Both proposed bills put forth by the U.S. Senate have stated that need for more price discovery due to the Holcomb Fire and COVID-19 market disruptions. Figures 1-5 graphically show that the national level of negotiated cash was likely not significantly impacted by either market disruptions. The current concern surrounding AMA’s (i.e. formula/grid pricing) has more to do with lower cash prices received by producers due to market reactions to major market disruptions than the role of AMA’s role in thinly traded markets. While both bills would bring increased negotiated cash price discovery and transparency in the feedlot-packer market interface, neither are likely to increase the cash price received by producers since they do not fundamentally change the supply of fed cattle nor the demand for wholesale beef.

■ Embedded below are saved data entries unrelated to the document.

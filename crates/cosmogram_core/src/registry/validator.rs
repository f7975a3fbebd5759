//! Declarative node registry validation.
//!
//! # Responsibility
//! - Evaluate one uniform rule list against every raw registry record.
//! - Split records into typed valid nodes and tagged issues.
//!
//! # Invariants
//! - Never fails: malformed input only produces issues.
//! - `valid_nodes` preserves input order.
//! - A record is valid only when it yields zero issues.

use super::node::NodeRecord;
use super::schema::NodeSchema;
use crate::config::value::lookup;
use crate::planetary::planet::Planet;
use log::{debug, info};
use serde::Serialize;
use serde_json::Value;
use std::fmt::{Display, Formatter};

/// Tag used when a record carries no usable id.
pub const UNKNOWN_NODE_ID: &str = "unknown";

type RuleCheck = fn(&Value, &Value, &NodeSchema) -> Result<(), String>;

/// One `(field, predicate, message)` rule.
///
/// `check` receives the field value, the whole record and the schema; it is
/// only evaluated when the field is present, absence being covered by the
/// required-field pass.
#[derive(Clone, Copy)]
pub struct NodeRule {
    pub field: &'static str,
    check: RuleCheck,
}

/// Semantic rules applied after presence checks, in evaluation order.
pub const NODE_RULES: &[NodeRule] = &[
    NodeRule {
        field: "id",
        check: check_id,
    },
    NodeRule {
        field: "title",
        check: check_title,
    },
    NodeRule {
        field: "lineages",
        check: check_lineages,
    },
    NodeRule {
        field: "ndSafe",
        check: check_nd_safe,
    },
    NodeRule {
        field: "arcanaKey",
        check: check_arcana_key,
    },
    NodeRule {
        field: "correspondences.planetaryHour",
        check: check_planetary_hour,
    },
    NodeRule {
        field: "lattice.pillar",
        check: check_pillar,
    },
    NodeRule {
        field: "lattice.gate",
        check: check_gate,
    },
    NodeRule {
        field: "lattice.intensity",
        check: check_intensity,
    },
    NodeRule {
        field: "geometry.layer",
        check: check_layer,
    },
    NodeRule {
        field: "geometry.angle",
        check: check_angle,
    },
    NodeRule {
        field: "geometry.radiusRatio",
        check: check_radius_ratio,
    },
];

/// One schema violation, tagged by node id.
#[derive(Debug, Clone, PartialEq, Eq, Serialize)]
#[serde(rename_all = "camelCase")]
pub struct ValidationIssue {
    pub node_id: String,
    pub field: String,
    pub message: String,
}

impl Display for ValidationIssue {
    fn fmt(&self, f: &mut Formatter<'_>) -> std::fmt::Result {
        write!(f, "{}: {}", self.node_id, self.message)
    }
}

/// Outcome of validating one registry load.
#[derive(Debug, Clone, Default, PartialEq)]
pub struct ValidationReport {
    pub valid_nodes: Vec<NodeRecord>,
    pub issues: Vec<ValidationIssue>,
}

impl ValidationReport {
    pub fn is_fully_valid(&self) -> bool {
        self.issues.is_empty()
    }
}

/// Validates raw registry records against `schema`.
pub fn validate_nodes(schema: &NodeSchema, records: &[Value]) -> ValidationReport {
    let required = schema.required_fields();
    let mut report = ValidationReport::default();

    for record in records {
        let node_id = node_tag(record);
        let mut issues = Vec::new();

        for field in &required {
            if lookup(record, field).map_or(true, Value::is_null) {
                issues.push(issue(&node_id, field, format!("missing required field `{field}`")));
            }
        }
        for rule in NODE_RULES {
            let Some(value) = lookup(record, rule.field).filter(|value| !value.is_null()) else {
                continue;
            };
            if let Err(message) = (rule.check)(value, record, schema) {
                issues.push(issue(&node_id, rule.field, message));
            }
        }

        if issues.is_empty() {
            match serde_json::from_value::<NodeRecord>(record.clone()) {
                Ok(node) => {
                    report.valid_nodes.push(node);
                    continue;
                }
                Err(err) => issues.push(issue(
                    &node_id,
                    "record",
                    format!("record shape is invalid: {err}"),
                )),
            }
        }

        debug!(
            "event=node_rejected module=registry node_id={} issue_count={}",
            node_id,
            issues.len()
        );
        report.issues.extend(issues);
    }

    info!(
        "event=registry_validate module=registry status=ok records={} valid={} issues={}",
        records.len(),
        report.valid_nodes.len(),
        report.issues.len()
    );
    report
}

fn issue(node_id: &str, field: &str, message: String) -> ValidationIssue {
    ValidationIssue {
        node_id: node_id.to_string(),
        field: field.to_string(),
        message,
    }
}

fn node_tag(record: &Value) -> String {
    record
        .get("id")
        .and_then(Value::as_str)
        .map(str::trim)
        .filter(|id| !id.is_empty())
        .unwrap_or(UNKNOWN_NODE_ID)
        .to_string()
}

fn check_id(value: &Value, _: &Value, schema: &NodeSchema) -> Result<(), String> {
    let Some(id) = value.as_str() else {
        return Err("id must be a string".to_string());
    };
    if schema.id_pattern.is_match(id) {
        Ok(())
    } else {
        Err(format!(
            "id `{id}` does not match pattern `{}`",
            schema.id_pattern.as_str()
        ))
    }
}

fn check_title(value: &Value, _: &Value, _: &NodeSchema) -> Result<(), String> {
    match value.as_str() {
        Some(title) if !title.trim().is_empty() => Ok(()),
        _ => Err("title must be a non-empty string".to_string()),
    }
}

fn check_lineages(value: &Value, _: &Value, schema: &NodeSchema) -> Result<(), String> {
    let Some(entries) = value.as_array() else {
        return Err("lineages must be a list".to_string());
    };
    if entries.is_empty() {
        return Err("lineages must not be empty".to_string());
    }
    let unknown: Vec<String> = entries
        .iter()
        .filter(|entry| {
            entry
                .as_str()
                .map_or(true, |lineage| !schema.lineages.contains(lineage))
        })
        .map(|entry| entry.as_str().map_or_else(|| entry.to_string(), str::to_string))
        .collect();
    if unknown.is_empty() {
        Ok(())
    } else {
        Err(format!(
            "lineages outside the lineage enumeration: {}",
            unknown.join(", ")
        ))
    }
}

fn check_nd_safe(value: &Value, _: &Value, _: &NodeSchema) -> Result<(), String> {
    if value.as_bool() == Some(true) {
        Ok(())
    } else {
        Err("ndSafe must be true".to_string())
    }
}

fn check_arcana_key(value: &Value, record: &Value, schema: &NodeSchema) -> Result<(), String> {
    let Some(key) = value.as_str() else {
        return Err("arcanaKey must be a string".to_string());
    };
    let Some(mapped) = schema.arcana.get(key) else {
        return Err(format!("arcanaKey `{key}` is not in the arcana table"));
    };
    match record.get("id").and_then(Value::as_str) {
        Some(id) if id == mapped => Ok(()),
        Some(id) => Err(format!(
            "arcanaKey `{key}` maps to `{mapped}`, not `{id}`"
        )),
        // A missing id is already reported by the presence pass.
        None => Ok(()),
    }
}

fn check_planetary_hour(value: &Value, _: &Value, schema: &NodeSchema) -> Result<(), String> {
    let planet = value.as_str().and_then(|name| name.parse::<Planet>().ok());
    match planet {
        Some(planet) if schema.planetary_hours.contains(&planet) => Ok(()),
        _ => Err(format!(
            "correspondences.planetaryHour {value} is not an enumerated planetary hour"
        )),
    }
}

fn check_pillar(value: &Value, _: &Value, _: &NodeSchema) -> Result<(), String> {
    check_integer_range(value, "lattice.pillar", 1, 21)
}

fn check_gate(value: &Value, _: &Value, _: &NodeSchema) -> Result<(), String> {
    check_integer_range(value, "lattice.gate", 1, 99)
}

fn check_layer(value: &Value, _: &Value, _: &NodeSchema) -> Result<(), String> {
    if value.is_string() {
        Ok(())
    } else {
        Err("geometry.layer must be a string".to_string())
    }
}

fn check_angle(value: &Value, _: &Value, _: &NodeSchema) -> Result<(), String> {
    check_finite(value, "geometry.angle")
}

fn check_radius_ratio(value: &Value, _: &Value, _: &NodeSchema) -> Result<(), String> {
    check_finite(value, "geometry.radiusRatio")
}

fn check_integer_range(value: &Value, field: &str, min: i64, max: i64) -> Result<(), String> {
    match value.as_i64() {
        Some(number) if (min..=max).contains(&number) => Ok(()),
        _ => Err(format!("{field} must be an integer in [{min}, {max}]")),
    }
}

fn check_intensity(value: &Value, _: &Value, _: &NodeSchema) -> Result<(), String> {
    match value.as_f64() {
        Some(number) if (0.0..=1.0).contains(&number) => Ok(()),
        _ => Err("lattice.intensity must be a number in [0, 1]".to_string()),
    }
}

fn check_finite(value: &Value, field: &str) -> Result<(), String> {
    match value.as_f64() {
        Some(number) if number.is_finite() => Ok(()),
        _ => Err(format!("{field} must be a finite number")),
    }
}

Further, it is unlikely that if these bills were implemented prior to either the Holcomb Fire or COVID-19 it would have prevented the backlog in cattle nor affected the demand for wholesale beef. If implemented, these policies would create additional transparency but potentially creating increased costs and reducing profitability for the entire beef complex. Consistent with the economic theory of derived demand, the additional costs of these policies are likely to predominately carried by the cow-calf industry.